> [RECORDS]:
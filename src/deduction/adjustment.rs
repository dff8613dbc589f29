//! Income adjustment deduction for high-salary earners with qualifying
//! household circumstances
//!
//! 10% of salary in excess of 8,500,000 yen, excess capped at 1,500,000 and
//! the deduction at 150,000. The statutory rounding here is a ceiling, not
//! the flooring used by every other resolver.

use serde::{Deserialize, Serialize};

use super::income::Money;

/// Salary at or below this is out of scope for the adjustment
const SALARY_THRESHOLD: Money = 8_500_000;

/// Excess salary counted toward the adjustment, effectively a 10,000,000
/// salary ceiling
const EXCESS_CAP: Money = 1_500_000;

/// Maximum deduction
const DEDUCTION_CAP: Money = 150_000;

/// Income adjustment deduction result
#[derive(Debug, Clone, PartialEq, Eq, Serialize, Deserialize)]
pub struct AdjustmentDeduction {
    pub amount: Money,
    pub eligible: bool,
    pub message: String,
}

impl AdjustmentDeduction {
    fn ineligible(message: &str) -> Self {
        Self {
            amount: 0,
            eligible: false,
            message: message.to_string(),
        }
    }
}

/// Resolve the income adjustment deduction from gross salary and the two
/// qualifying-circumstance flags.
pub fn income_adjustment_deduction(
    annual_salary: Money,
    has_special_disabled: bool,
    has_young_dependent: bool,
) -> AdjustmentDeduction {
    if annual_salary <= SALARY_THRESHOLD {
        return AdjustmentDeduction::ineligible(
            "Annual salary is 8,500,000 yen or less; the income adjustment deduction does not apply",
        );
    }

    if !has_special_disabled && !has_young_dependent {
        return AdjustmentDeduction::ineligible(
            "No special disability or dependent under 23 is declared; the deduction does not apply",
        );
    }

    let excess = (annual_salary - SALARY_THRESHOLD).min(EXCESS_CAP);
    // 10% with ceiling rounding, per the statutory formula
    let amount = excess.div_ceil(10).min(DEDUCTION_CAP);

    AdjustmentDeduction {
        amount,
        eligible: true,
        message: "Income adjustment deduction applies".to_string(),
    }
}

> [AIM OF THE EXERCISE]: Out of the data above, give again only the lines starting at the one holding "at 1,500,000 and" and ending at the one holding "effectively a 10,000,000", unchanged.

> [ANSWER TO THIS TASK]:
//! 10% of salary in excess of 8,500,000 yen, excess capped at 1,500,000 and
//! the deduction at 150,000. The statutory rounding here is a ceiling, not
//! the flooring used by every other resolver.

use serde::{Deserialize, Serialize};

use super::income::Money;

/// Salary at or below this is out of scope for the adjustment
const SALARY_THRESHOLD: Money = 8_500_000;

/// Excess salary counted toward the adjustment, effectively a 10,000,000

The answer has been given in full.